Laporan Wartawan Tribunnews.com, Aisyah Nursyamsi
TRIBUNNEWS.COM, JAKARTA- Mahalnya harga obat di Indonesia tidak selalu mencerminkan kualitasnya.
Hal ini berdasarkan pada studi terbaru dari Systematic Tracking of At-Risk Medicines (STARmeds) hasil kolaborasi Fakultas Farmasi Universitas Pancasila, Imperial College London, dan Erasmus University Rotterdam.
Dari 1.274 sampel obat yang diteliti, sepertiga di antaranya memiliki harga yang 10 kali lipat lebih mahal dibandingkan produk sejenis yang paling murah, tetapi kualitasnya tetap sama.

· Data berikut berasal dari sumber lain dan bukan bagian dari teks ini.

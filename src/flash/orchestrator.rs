//! Host-driven erase and program.  Every controller access is a target memory access, so this
//! works on any `TargetMemory`, at the cost of one round trip per status read.
use log::{debug, error, trace};

use crate::error::{Error, ProtocolError, Result};
use crate::flash::loader::AlgorithmJob;
use crate::flash::model::{FlashModel, ROW, WORD};
use crate::flash::{Operation, Phase};
use crate::target::{self, TargetMemory, WorkingArea};

/// Status reads allowed per programmed word before giving up
pub const POLL_LIMIT: u32 = 10_000;
/// Status register value of a completed operation
pub const STATUS_DONE: u32 = 0x01;
const STATUS_CLEAR: u32 = 0xff;

const OP_UNLOCK: u32 = 0x00;
const OP_PROGRAM: u32 = 0x01;
const OP_ERASE: u32 = 0x02;
const OP_LOCK: u32 = 0xff;
/// Each operation is armed by writing it to OPR four times, tagged with these keys
const ARM_KEYS: [u32; 4] = [0x00, 0x70, 0x90, 0xc0];

/// Where the flash controller of a device lives
#[derive(Clone, Copy, Debug, PartialEq, Eq)]
pub struct Registers {
    pub flash_base: u32,
    pub opr: u32,
    pub sts: u32,
}

pub struct Orchestrator<'a> {
    target: &'a mut dyn TargetMemory,
    regs: Registers,
    phase: Phase,
}

impl<'a> Orchestrator<'a> {
    pub fn new(target: &'a mut dyn TargetMemory, regs: Registers) -> Self {
        Self { target, regs, phase: Phase::Idle }
    }

    pub fn phase(&self) -> Phase {
        self.phase
    }

    fn status(&mut self) -> Result<u32> {
        self.target.read_u32(self.regs.sts)
    }

    fn arm(&mut self, op: u32) -> Result<()> {
        for key in ARM_KEYS {
            self.target.write_u32(self.regs.opr, key + op)?;
        }
        Ok(())
    }

    /// Arm `op` and start it with a dummy write inside the flash
    fn trigger(&mut self, op: u32, offset: u32) -> Result<()> {
        trace!("efc op {} at {:#x}", op, offset);
        self.target.write_u32(self.regs.sts, STATUS_CLEAR)?;
        self.arm(op)?;
        self.target.write_u32(self.regs.flash_base + offset, 1)
    }

    fn fail(&mut self, op: Operation, value: u32, offset: u32) -> Error {
        self.phase = Phase::Failed;
        error!("flash {} failed at offset {:#x}, status {:#x}", op, offset, value);
        ProtocolError::Status { op, value, offset }.into()
    }

    fn erase_page(&mut self, offset: u32) -> Result<()> {
        self.phase = Phase::Erasing;
        self.trigger(OP_ERASE, offset)?;
        let status = self.status()?;
        if status != STATUS_DONE {
            return Err(self.fail(Operation::Erase, status, offset));
        }
        Ok(())
    }

    /// Erase the sector at `offset`.  A failure leaves the sector in an unknown state; it is not
    /// retried.
    pub fn erase_sector(&mut self, offset: u32) -> Result<()> {
        debug!("erasing sector at {:#x}", offset);
        self.erase_page(offset)?;
        self.phase = Phase::Done;
        Ok(())
    }

    /// Program `job.source_data` at `job.offset`, one page at a time, erasing each page first.
    /// Returns the final status register value.
    ///
    /// On failure the error carries the offset of the page that failed; the pages before it
    /// are programmed and stay that way.
    pub fn program(&mut self, model: FlashModel, job: &AlgorithmJob<'_>) -> Result<u32> {
        let page = match model.page_size() {
            Ok(page) => page,
            Err(e) => {
                self.phase = Phase::Failed;
                error!("refusing to program {}", model);
                return Err(e);
            }
        };
        if job.offset % page != 0 {
            return Err(Error::Syntax("offset not aligned to the page size"));
        }
        if job.source_data.len() % WORD as usize != 0 {
            return Err(Error::Syntax("length is not a whole number of words"));
        }

        let mut offset = job.offset;
        let mut status = STATUS_DONE;
        for chunk in job.source_data.chunks(page as usize) {
            debug!("programming {} bytes at {:#x}", chunk.len(), offset);
            self.erase_page(offset)?;
            status = match model {
                FlashModel::RowProgram(_) => self.program_rows(chunk, offset, job.work_buffer)?,
                _ => self.program_words(chunk, offset)?,
            };
            offset += chunk.len() as u32;
        }

        self.phase = Phase::VerifyingStatus;
        if status != STATUS_DONE {
            return Err(self.fail(Operation::Program, status, offset));
        }
        self.phase = Phase::Done;
        Ok(status)
    }

    /// Read `expected.len()` bytes back from flash offset `offset` and compare.  A difference is
    /// a `VerifyMismatch`, never a status failure.
    pub fn verify(&mut self, offset: u32, expected: &[u8]) -> Result<()> {
        self.phase = Phase::VerifyingStatus;
        let r = target::compare(&mut *self.target, self.regs.flash_base + offset, expected);
        self.phase = if r.is_ok() { Phase::Done } else { Phase::Failed };
        r
    }

    /// Stage each half page in the page buffer and program it as one row.  The status read
    /// after each row is final.
    fn program_rows(&mut self, chunk: &[u8], offset: u32, page_buffer: WorkingArea) -> Result<u32> {
        self.phase = Phase::Programming;
        let mut status = STATUS_DONE;
        for (i, half) in chunk.chunks(ROW as usize).enumerate() {
            let at = i as u32 * ROW;
            let mut row = [0xff; ROW as usize];
            row[..half.len()].copy_from_slice(half);
            self.target.write_buffer(page_buffer.address + at, &row)?;
            self.trigger(OP_PROGRAM, offset + at)?;
            status = self.status()?;
            if status != STATUS_DONE {
                return Err(self.fail(Operation::Program, status, offset));
            }
        }
        Ok(status)
    }

    /// Lift write protection, program word by word, and protect again even if a word failed
    fn program_words(&mut self, chunk: &[u8], offset: u32) -> Result<u32> {
        self.phase = Phase::Protecting;
        self.arm(OP_UNLOCK)?;
        self.phase = Phase::Programming;
        let r = self.write_words(chunk, offset);
        self.phase = Phase::Protecting;
        self.target.write_u32(self.regs.opr, OP_LOCK)?;
        r?;
        self.status()
    }

    fn write_words(&mut self, chunk: &[u8], offset: u32) -> Result<()> {
        for (i, word) in chunk.chunks_exact(WORD as usize).enumerate() {
            let value = u32::from_le_bytes([word[0], word[1], word[2], word[3]]);
            self.target.write_u32(self.regs.sts, STATUS_CLEAR)?;
            self.target.write_u32(self.regs.flash_base + offset + i as u32 * WORD, value)?;
            let status = self.poll()?;
            if status != STATUS_DONE {
                return Err(self.fail(Operation::Program, status, offset));
            }
        }
        Ok(())
    }

    /// Read the status register until it reports completion, at most `POLL_LIMIT` times
    fn poll(&mut self) -> Result<u32> {
        let mut status = 0;
        for _ in 0..POLL_LIMIT {
            status = self.status()?;
            if status == STATUS_DONE {
                break;
            }
        }
        Ok(status)
    }
}

#[cfg(test)]
mod tests {
    use super::*;
    use crate::error::ConfigError;
    use crate::flash::model::Geometry;
    use crate::flash::phoenix::{row, word};
    use crate::flash::sim::{Access, SimFlash};
    use crate::queue::tests::init_logger;
    use alloc::vec;
    use alloc::vec::Vec;

    const G: Geometry = Geometry { flash_size: 16 * 1024, ram_size: 2048 };

    fn job(data: &[u8], offset: u32, work: WorkingArea) -> AlgorithmJob<'_> {
        AlgorithmJob { target_code: &[], work_buffer: work, source_data: data, offset }
    }

    fn page_buffer() -> WorkingArea {
        WorkingArea { address: row::PAGE_BUFFER, size: 512 }
    }

    #[test]
    fn unknown_model_writes_nothing() {
        init_logger();
        let mut sim = SimFlash::word();
        let data = [0xaa; 128];
        let mut orch = Orchestrator::new(&mut sim, word::registers());
        let r = orch.program(FlashModel::Unrecognized(0x1234), &job(&data, 0, page_buffer()));
        assert!(matches!(r, Err(Error::Config(ConfigError::UnknownModel(0x1234)))));
        assert_eq!(orch.phase(), Phase::Failed);
        assert!(sim.log.is_empty());
    }

    #[test]
    fn erase_then_program_a_word_page() {
        init_logger();
        let mut sim = SimFlash::word();
        sim.busy_reads = 3;
        let regs = word::registers();
        let data = [0xaa; 128];
        {
            let mut orch = Orchestrator::new(&mut sim, regs);
            orch.erase_sector(0).unwrap();
            assert_eq!(orch.phase(), Phase::Done);
        }
        assert_eq!(sim.log.last(), Some(&Access::Read(regs.sts, STATUS_DONE)));
        sim.log.clear();

        let status = Orchestrator::new(&mut sim, regs)
            .program(FlashModel::WordProgram(G), &job(&data, 0, page_buffer()))
            .unwrap();
        assert_eq!(status, STATUS_DONE);
        assert!(sim.flash[..128].iter().all(|&b| b == 0xaa));

        let opr: Vec<u32> = sim.log.iter().filter_map(|a| match a {
            Access::Write(addr, v) if *addr == regs.opr => Some(*v),
            _ => None,
        }).collect();
        // erase arm, unlock, lock
        assert_eq!(opr, vec![0x02, 0x72, 0x92, 0xc2, 0x00, 0x70, 0x90, 0xc0, 0xff]);

        let unlock = sim.log.iter().position(|a| *a == Access::Write(regs.opr, 0xc0)).unwrap();
        let lock = sim.log.iter().position(|a| *a == Access::Write(regs.opr, 0xff)).unwrap();
        let word_writes: Vec<usize> = sim.log.iter().enumerate().filter_map(|(i, a)| match a {
            Access::Write(addr, v) if *addr >= regs.flash_base && *addr < regs.flash_base + 128 && *v == 0xaaaa_aaaa => Some(i),
            _ => None,
        }).collect();
        assert_eq!(word_writes.len(), 32);
        assert!(word_writes.iter().all(|&i| i > unlock && i < lock));
        // every word is followed by a poll that sees three busy reads, then done
        for &i in &word_writes {
            assert_eq!(sim.log[i + 1], Access::Read(regs.sts, 0));
            assert_eq!(sim.log[i + 4], Access::Read(regs.sts, STATUS_DONE));
        }
    }

    #[test]
    fn row_page_goes_out_in_halves() {
        init_logger();
        let mut sim = SimFlash::row();
        let regs = row::registers();
        let data = [0xaa; 128];
        let status = Orchestrator::new(&mut sim, regs)
            .program(FlashModel::RowProgram(G), &job(&data, 0, page_buffer()))
            .unwrap();
        assert_eq!(status, STATUS_DONE);
        assert!(sim.flash[..128].iter().all(|&b| b == 0xaa));
        assert!(sim.flash[128..512].iter().all(|&b| b == 0xff));

        let staged: Vec<&Access> = sim.log.iter().filter(|a| matches!(a, Access::WriteBuffer { .. })).collect();
        assert_eq!(staged, vec![&Access::WriteBuffer { address: row::PAGE_BUFFER, len: 256 }]);
        // one read after the erase, one after the only row
        let status_reads = sim.log.iter().filter(|a| matches!(a, Access::Read(r, _) if *r == regs.sts)).count();
        assert_eq!(status_reads, 2);
    }

    #[test]
    fn six_hundred_bytes_make_two_chunks() {
        let mut sim = SimFlash::row();
        let regs = row::registers();
        let data: Vec<u8> = (0..600).map(|i| i as u8).collect();
        Orchestrator::new(&mut sim, regs)
            .program(FlashModel::RowProgram(G), &job(&data, 0x400, page_buffer()))
            .unwrap();
        assert_eq!(&sim.flash[0x400..0x400 + 600], &data[..]);

        let erases: Vec<u32> = sim.log.windows(2).filter_map(|w| match (w[0], w[1]) {
            (Access::Write(opr, 0xc2), Access::Write(addr, 1)) if opr == regs.opr => Some(addr - regs.flash_base),
            _ => None,
        }).collect();
        assert_eq!(erases, vec![0x400, 0x600]);
        let staged = sim.log.iter().filter(|a| matches!(a, Access::WriteBuffer { .. })).count();
        // 512 = two rows, 88 = one row
        assert_eq!(staged, 3);
    }

    #[test]
    fn failure_reports_the_page_to_resume_from() {
        init_logger();
        let mut sim = SimFlash::row();
        sim.fail = Some((Operation::Program, 0x10, 2));
        let data = [0x55; 1024];
        let mut orch = Orchestrator::new(&mut sim, row::registers());
        match orch.program(FlashModel::RowProgram(G), &job(&data, 0, page_buffer())) {
            Err(Error::Protocol(ProtocolError::Status { op, value, offset })) => {
                assert_eq!((op, value, offset), (Operation::Program, 0x10, 0x200));
            }
            other => panic!("unexpected {:?}", other),
        }
        assert_eq!(orch.phase(), Phase::Failed);
        assert!(sim.flash[..512].iter().all(|&b| b == 0x55));
    }

    #[test]
    fn word_timeout_still_relocks() {
        let mut sim = SimFlash::word();
        sim.busy_reads = POLL_LIMIT + 1;
        let regs = word::registers();
        let data = [0; 8];
        let r = Orchestrator::new(&mut sim, regs).program(FlashModel::WordProgram(G), &job(&data, 0, page_buffer()));
        assert!(matches!(r, Err(Error::Protocol(ProtocolError::Status { value: 0, offset: 0, .. }))));
        assert_eq!(sim.log.last(), Some(&Access::Write(regs.opr, 0xff)));
        let polls = sim.log.iter().filter(|a| **a == Access::Read(regs.sts, 0)).count();
        assert_eq!(polls as u32, POLL_LIMIT);
    }

    #[test]
    fn failed_erase_stops_before_programming() {
        let mut sim = SimFlash::word();
        sim.fail = Some((Operation::Erase, 0x08, 0));
        let regs = word::registers();
        let data = [0; 4];
        let mut orch = Orchestrator::new(&mut sim, regs);
        let r = orch.program(FlashModel::WordProgram(G), &job(&data, 0, page_buffer()));
        assert!(matches!(r, Err(Error::Protocol(ProtocolError::Status { op: Operation::Erase, value: 0x08, .. }))));
        assert!(!sim.log.contains(&Access::Write(regs.opr, 0xc0)));
    }

    #[test]
    fn misaligned_offsets_are_rejected() {
        let mut sim = SimFlash::word();
        let data = [0; 4];
        let r = Orchestrator::new(&mut sim, word::registers())
            .program(FlashModel::WordProgram(G), &job(&data, 4, page_buffer()));
        assert!(matches!(r, Err(Error::Syntax(_))));
    }

    #[test]
    fn verify_reports_a_mismatch_separately() {
        let mut sim = SimFlash::word();
        let data = [0x5a; 8];
        let mut orch = Orchestrator::new(&mut sim, word::registers());
        orch.program(FlashModel::WordProgram(G), &job(&data, 0x80, page_buffer())).unwrap();
        orch.verify(0x80, &data).unwrap();
        assert_eq!(orch.phase(), Phase::Done);

        let r = orch.verify(0x80, &[0x5a, 0x5a, 0x00]);
        assert!(matches!(r, Err(Error::VerifyMismatch { address: 0x2082, expected: 0, found: 0x5a })));
        assert_eq!(orch.phase(), Phase::Failed);
    }
}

Prof. Dr. apt. Yusi Anggriani, M.Kes, Co-Principal Investigator of STARmeds saat memaparkan hasil studi dalam Kelas Jurnalis oleh STARmeds: Menyuarakan Isu Kualitas Obat di Indonesia, Jakarta, Selasa (3/10/ 2023).
“Kami tergerak melakukan penelitian ini saat publik dan media mulai mempertanyakan kualitas dari obat yang memiliki harga murah atau bahkan gratis,"ungkapnya Dr Yusi.
Baca juga: Terbukti Ampuh, Fitofarmaka Didorong Masuk Daftar Obat di BPJS Kesehatan
Iapun ungkap jika pihak tertarik untuk untuk melihat, apakah harga obat akan selalu berbanding lurus dengan kualitasnya.
Dalam studi ini, sampel diambil dari lima jenis obat, yakni antibiotik (amoksisilin & cefixime), obat asam urat (allopurinol), obat untuk tekanan darah tinggi (amlodipine), dan steroid (dexamethasone).
Sampel obat dikumpulkan dari rumah sakit, apotek, dan platform e-commerce di wilayah Jabodetabek serta di wilayah perkotaan dan pedesaan di Indonesia Bagian Barat, Tengah, dan Timur, termasuk Medan, Labuhan Batu; Surabaya, Kabupaten Malang; dan Kupang/Timor Tengah Selatan.
Hasilnya mengejutkan, bahwa hampir sepertiga obat sampel yang dibeli harganya lebih dari 10 kali harga produk setara termurah.
"Dan 10 persen sampel obat dengan harga tertinggi dihargai lebih dari 30 kali lipat harga terendah, meskipun kualitasnya serupa," katanya.